## Data items
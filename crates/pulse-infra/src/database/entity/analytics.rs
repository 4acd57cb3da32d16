//! Post analytics entity for SeaORM.

use sea_orm::Set;
use sea_orm::entity::prelude::*;

use pulse_core::domain::{Metrics, PostAnalytics, ReactionKind};

#[derive(Clone, Debug, PartialEq, Eq, DeriveEntityModel)]
#[sea_orm(table_name = "post_analytics")]
pub struct Model {
    #[sea_orm(primary_key, auto_increment = false)]
    pub id: Uuid,
    #[sea_orm(unique)]
    pub post_id: Uuid,
    pub reactions_like: i64,
    pub reactions_praise: i64,
    pub reactions_empathy: i64,
    pub reactions_interest: i64,
    pub reactions_appreciation: i64,
    pub total_impressions: i64,
    pub total_shares: i64,
    pub total_comments: i64,
    pub created_at: DateTimeWithTimeZone,
    pub updated_at: DateTimeWithTimeZone,
}

#[derive(Copy, Clone, Debug, EnumIter, DeriveRelation)]
pub enum Relation {
    #[sea_orm(
        belongs_to = "super::post::Entity",
        from = "Column::PostId",
        to = "super::post::Column::Id",
        on_update = "Cascade",
        on_delete = "Cascade"
    )]
    Post,
}

impl Related<super::post::Entity> for Entity {
    fn to() -> RelationDef {
        Relation::Post.def()
    }
}

impl ActiveModelBehavior for ActiveModel {}

/// Counter column backing a reaction kind.
pub fn reaction_column(kind: ReactionKind) -> Column {
    match kind {
        ReactionKind::Like => Column::ReactionsLike,
        ReactionKind::Praise => Column::ReactionsPraise,
        ReactionKind::Empathy => Column::ReactionsEmpathy,
        ReactionKind::Interest => Column::ReactionsInterest,
        ReactionKind::Appreciation => Column::ReactionsAppreciation,
    }
}

impl ActiveModel {
    pub fn set_metrics(&mut self, m: Metrics) {
        self.reactions_like = Set(m.reactions_like);
        self.reactions_praise = Set(m.reactions_praise);
        self.reactions_empathy = Set(m.reactions_empathy);
        self.reactions_interest = Set(m.reactions_interest);
        self.reactions_appreciation = Set(m.reactions_appreciation);
        self.total_impressions = Set(m.total_impressions);
        self.total_shares = Set(m.total_shares);
        self.total_comments = Set(m.total_comments);
    }
}

impl From<Model> for PostAnalytics {
    fn from(model: Model) -> Self {
        Self {
            id: model.id,
            post_id: model.post_id,
            metrics: Metrics {
                reactions_like: model.reactions_like,
                reactions_praise: model.reactions_praise,
                reactions_empathy: model.reactions_empathy,
                reactions_interest: model.reactions_interest,
                reactions_appreciation: model.reactions_appreciation,
                total_impressions: model.total_impressions,
                total_shares: model.total_shares,
                total_comments: model.total_comments,
            },
            created_at: model.created_at.into(),
            updated_at: model.updated_at.into(),
        }
    }
}

impl From<PostAnalytics> for ActiveModel {
    fn from(analytics: PostAnalytics) -> Self {
        let mut active = Self {
            id: Set(analytics.id),
            post_id: Set(analytics.post_id),
            created_at: Set(analytics.created_at.into()),
            updated_at: Set(analytics.updated_at.into()),
            ..Default::default()
        };
        active.set_metrics(analytics.metrics);
        active
    }
}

## EXERCISE
Would you reproduce all the entries exactly?

## FINISHED EXERCISE
filename crates/pulse-infra/src/database/entity/analytics.rs
repository 4acd57cb3da32d16
//! Post analytics entity for SeaORM.

use sea_orm::Set;
use sea_orm::entity::prelude::*;

use pulse_core::domain::{Metrics, PostAnalytics, ReactionKind};

#[derive(Clone, Debug, PartialEq, Eq, DeriveEntityModel)]
#[sea_orm(table_name = "post_analytics")]
pub struct Model {
    #[sea_orm(primary_key, auto_increment = false)]
    pub id: Uuid,
    #[sea_orm(unique)]
    pub post_id: Uuid,
    pub reactions_like: i64,
    pub reactions_praise: i64,
    pub reactions_empathy: i64,
    pub reactions_interest: i64,
    pub reactions_appreciation: i64,
    pub total_impressions: i64,
    pub total_shares: i64,
    pub total_comments: i64,
    pub created_at: DateTimeWithTimeZone,
    pub updated_at: DateTimeWithTimeZone,
}

#[derive(Copy, Clone, Debug, EnumIter, DeriveRelation)]
pub enum Relation {
    #[sea_orm(
        belongs_to = "super::post::Entity",
        from = "Column::PostId",
        to = "super::post::Column::Id",
        on_update = "Cascade",
        on_delete = "Cascade"
    )]
    Post,
}

impl Related<super::post::Entity> for Entity {
    fn to() -> RelationDef {
        Relation::Post.def()
    }
}

impl ActiveModelBehavior for ActiveModel {}

/// Counter column backing a reaction kind.
pub fn reaction_column(kind: ReactionKind) -> Column {
    match kind {
        ReactionKind::Like => Column::ReactionsLike,
        ReactionKind::Praise => Column::ReactionsPraise,
        ReactionKind::Empathy => Column::ReactionsEmpathy,
        ReactionKind::Interest => Column::ReactionsInterest,
        ReactionKind::Appreciation => Column::ReactionsAppreciation,
    }
}

impl ActiveModel {
    pub fn set_metrics(&mut self, m: Metrics) {
        self.reactions_like = Set(m.reactions_like);
        self.reactions_praise = Set(m.reactions_praise);
        self.reactions_empathy = Set(m.reactions_empathy);
        self.reactions_interest = Set(m.reactions_interest);
        self.reactions_appreciation = Set(m.reactions_appreciation);
        self.total_impressions = Set(m.total_impressions);
        self.total_shares = Set(m.total_shares);
        self.total_comments = Set(m.total_comments);
    }
}

impl From<Model> for PostAnalytics {
    fn from(model: Model) -> Self {
        Self {
            id: model.id,
            post_id: model.post_id,
            metrics: Metrics {
                reactions_like: model.reactions_like,
                reactions_praise: model.reactions_praise,
                reactions_empathy: model.reactions_empathy,
                reactions_interest: model.reactions_interest,
                reactions_appreciation: model.reactions_appreciation,
                total_impressions: model.total_impressions,
                total_shares: model.total_shares,
                total_comments: model.total_comments,
            },
            created_at: model.created_at.into(),
            updated_at: model.updated_at.into(),
        }
    }
}

impl From<PostAnalytics> for ActiveModel {
    fn from(analytics: PostAnalytics) -> Self {
        let mut active = Self {
            id: Set(analytics.id),
            post_id: Set(analytics.post_id),
            created_at: Set(analytics.created_at.into()),
            updated_at: Set(analytics.updated_at.into()),
            ..Default::default()
        };
        active.set_metrics(analytics.metrics);
        active
    }
}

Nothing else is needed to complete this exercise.